Steady fall in farmer share of consumer beef price

Analysis by the ICMSA has demonstrated that the margins taken on beef by retailers and processors continue to grow while the farmer’s share continues to decline steadily.
Steady fall in farmer share of consumer beef price

Successive farm leaders have pointed, scathingly, to the absolute gutlessness demonstrated by our own Government and their counterparts throughout the EU as more and more of the final retail price is grabbed by processors and retailers, while the primary producers are squeezed relentlessly and have to watch their margins manipulated downwards without so much as a squeak of protest from toothless regulators and competition authority bureaucrats.

Consistent decline

Our analysis shows that the average return to the beef farmer from each kilo of beef sold last August amounted to 45% and 47% of the consumer price from steers and heifers respectively. This is down considerably from the mid-50s in 2013 and from the early-50s in August 2015 and confirms a now consistent trend where the farmer share of final retail price declines year-on-year.

Once again — as in the retail price of milk — we see a constant price to the consumer while the price to the farmer falls, with the increasing gap snaffled up, principally, by the retailers.

The real disgrace is that they are aided and abetted in this margin-grabbing by the pointless specs they were permitted to apply and the overall confusion that the QPS Beef Grid introduced — despite ICMSA’s vehement objections — to a previously more transparent system.

The grabbing of margin by those further along the chain can only be solved at EU level and, frankly, the level of abject neglect and institutional nerve failure demonstrated by the EU so far is profoundly depressing.

It has been debated for years and as recently as last November at our own AGM, as European Commissioner Phil Hogan explicitly told us that the serious consideration was being given to the question of fairness in margins — a year later and nothing has happened.

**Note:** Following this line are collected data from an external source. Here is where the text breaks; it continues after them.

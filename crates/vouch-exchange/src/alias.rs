//! Alias indirection: logical names over item ids.
//!
//! An alias record maps `(alias, access key)` to the current item id, so
//! every key sees its own repointable name. Repointing migrates the
//! watchable records that were registered through the alias, keeping
//! subscriptions resolving to the new item.

use vouch_core::{Code, Outcome};
use vouch_store::{Collection, DocStore, Txn, require_fresh};

use crate::docs::{AliasDoc, ItemDoc, WatchableDoc, from_doc, to_doc};
use crate::{Exchange, store_outcome};

/// Parameters for binding an alias to an item for one access key.
#[derive(Debug, Clone, Default)]
pub struct AliasRequest {
    /// The writer coupon that created the item.
    pub writer: String,
    /// The access key the alias is being bound for.
    pub key: String,
    /// The item id the alias will point at.
    pub id: String,
    /// The logical name.
    pub alias: String,
    /// Unlock text for locked coupons.
    pub unlock: String,
}

/// Where an operation's presented id actually landed.
#[derive(Debug, Clone, serde::Serialize)]
pub struct Target {
    /// The resolved item id.
    pub item_id: String,
    /// The alias the caller came through, if any.
    pub alias: Option<String>,
    /// Working expiry: the item coupon's, narrowed by the alias record's.
    pub valid_till: i64,
}

/// The alias collection document key for an `(alias, access key)` pair.
pub(crate) fn alias_key(alias: &str, key: &str) -> String {
    format!("{alias}-{key}")
}

impl<S: DocStore + 'static> Exchange<S> {
    /// Resolve a presented id to an item id, following the alias record
    /// for this access key when the id is not an item-class coupon.
    pub(crate) fn resolve_target(
        &self,
        t: &mut dyn Txn,
        presented: &str,
        access_key: &str,
        unlock: &str,
    ) -> Outcome<Target> {
        if self.registry().is_item_key(presented, unlock) {
            let idp = self.registry().key_pack(presented, unlock);
            let Some(pack) = idp.value().filter(|_| idp.is_ok()).cloned() else {
                return idp.recast();
            };
            return Outcome::good(Target {
                item_id: presented.to_owned(),
                alias: None,
                valid_till: pack.valid_till,
            });
        }

        let now = self.now_millis();
        let doc_key = alias_key(presented, access_key);
        let got = store_outcome(t.get(Collection::Aliases, &doc_key));
        if !got.is_ok() {
            return got.recast();
        }
        let fresh = require_fresh(
            Collection::Aliases,
            &doc_key,
            got.into_value().flatten(),
            now,
        );
        let record = fresh.and_then(from_doc::<AliasDoc>);
        let Some(alias_doc) = record.value().filter(|_| record.is_ok()).cloned() else {
            return record.recast();
        };

        let idp = self.registry().key_pack(&alias_doc.id, unlock);
        let Some(pack) = idp.value().filter(|_| idp.is_ok()).cloned() else {
            return idp.recast();
        };
        Outcome::good(Target {
            item_id: alias_doc.id,
            alias: Some(presented.to_owned()),
            valid_till: pack.valid_till.min(alias_doc.expires),
        })
    }

    /// Resolve a presented id standalone: an item coupon comes back as
    /// itself, anything else through the alias record for this access
    /// key. The same resolution every operation performs, exposed for
    /// the API layer.
    #[must_use]
    pub fn resolve_alias(&self, presented: &str, access_key: &str, unlock: &str) -> Outcome<Target> {
        self.store()
            .transact(|t| self.resolve_target(t, presented, access_key, unlock))
    }

    /// Bind an alias to an item for one access key. Only the item's
    /// original writer may do this.
    #[must_use]
    pub fn register_alias(&self, req: &AliasRequest) -> Outcome<()> {
        let writer = self.registry().key_pack(&req.writer, &req.unlock);
        let Some(writer) = writer.value().filter(|_| writer.is_ok()).cloned() else {
            return writer.recast();
        };
        let access = self.registry().key_pack(&req.key, &req.unlock);
        let Some(access) = access.value().filter(|_| access.is_ok()).cloned() else {
            return access.recast();
        };
        let idp = self.registry().key_pack(&req.id, &req.unlock);
        if !idp.is_ok() {
            return idp.recast();
        }
        let out: Outcome<()> = Outcome::good(()).ensure(
            !req.alias.is_empty(),
            Code::BadRequest,
            "an alias name is required",
        );
        if !out.is_ok() {
            return out;
        }

        // no transaction needed here: a half-applied alias is harmless,
        // the store's freshness checks cover the races
        let now = self.now_millis();
        let got = store_outcome(self.store().get(Collection::Items, &req.id));
        if !got.is_ok() {
            return got.recast();
        }
        let item = require_fresh(Collection::Items, &req.id, got.into_value().flatten(), now)
            .and_then(from_doc::<ItemDoc>);
        let Some(item) = item.value().filter(|_| item.is_ok()).cloned() else {
            return item.recast();
        };
        let allowed: Outcome<()> = Outcome::good(()).ensure(
            item.meta.writer == writer.key,
            Code::Unauthorized,
            "Only the original writer key can make aliases",
        );
        if !allowed.is_ok() {
            return allowed;
        }

        self.set_alias(
            &req.alias,
            &req.id,
            item.expires,
            &[(access.key, item.expires)],
        )
        .finish(Code::Created)
    }

    /// Point `alias` at `new_id` for a set of access keys, migrating any
    /// watchables that were registered through the old pointing inside
    /// the same transaction.
    pub(crate) fn set_alias(
        &self,
        alias: &str,
        new_id: &str,
        item_expires: i64,
        key_info: &[(String, i64)],
    ) -> Outcome<()> {
        let now = self.now_millis();
        self.store().transact(|t| {
            for (key, expires) in key_info {
                let doc_key = alias_key(alias, key);
                let got = store_outcome(t.get(Collection::Aliases, &doc_key));
                if !got.is_ok() {
                    return got.recast();
                }
                let live = require_fresh(
                    Collection::Aliases,
                    &doc_key,
                    got.into_value().flatten(),
                    now,
                )
                .and_then(from_doc::<AliasDoc>);
                if let Some(old) = live.value().filter(|_| live.is_ok()) {
                    let moved = self.migrate_watchables(t, alias, &old.id, new_id, item_expires);
                    if !moved.is_ok() {
                        return moved;
                    }
                }

                let record = to_doc(&AliasDoc {
                    id: new_id.to_owned(),
                    expires: *expires,
                });
                let Some(value) = record.value().cloned() else {
                    return record.recast();
                };
                let put = store_outcome(t.set(Collection::Aliases, &doc_key, value));
                if !put.is_ok() {
                    return put.recast();
                }
            }
            Outcome::good(())
        })
    }

    /// Rewrite watchables observing `old_id` through `alias` so they
    /// observe `new_id` instead.
    fn migrate_watchables(
        &self,
        t: &mut dyn Txn,
        alias: &str,
        old_id: &str,
        new_id: &str,
        item_expires: i64,
    ) -> Outcome<()> {
        let now = self.now_millis();
        let scanned = store_outcome(t.scan(Collection::Watchables));
        let Some(watchables) = scanned.value().cloned() else {
            return scanned.recast();
        };
        for (wid, value) in watchables {
            let Some(mut doc) = from_doc::<WatchableDoc>(value).into_value() else {
                continue;
            };
            if doc.id != old_id || doc.alias != alias || (doc.expires > 0 && doc.expires <= now) {
                continue;
            }
            doc.id = new_id.to_owned();
            doc.meta.modified = now;
            doc.expires = item_expires;
            let record = to_doc(&doc);
            let Some(record) = record.value().cloned() else {
                return record.recast();
            };
            let put = store_outcome(t.set(Collection::Watchables, &wid, record));
            if !put.is_ok() {
                return put.recast();
            }
        }
        Outcome::good(())
    }
}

However, nothing ever seems to happen when it comes down to the EU facing up to these multinational retail corporations.

It is always ‘action stations’ when it comes to a minor cross-compliance issue or mapping error but systematic, embedded, supply-chain bullying and margin-grabbing seems to be acceptable or else the Commission and Council of Ministers just don’t have the courage or will to take on these corporations.

Ironically, one of the very few positives that might emerge from any Brexit scenario in the future is a more focused and determined effort to achieve fairness for farmers in terms of margins: The UK barely cared about its own farmers — much less anyone else’s — and they would have been one of the chief proponents of the ‘cheap food’ policy behind which the retail corporations have been allowed grab farmer margins.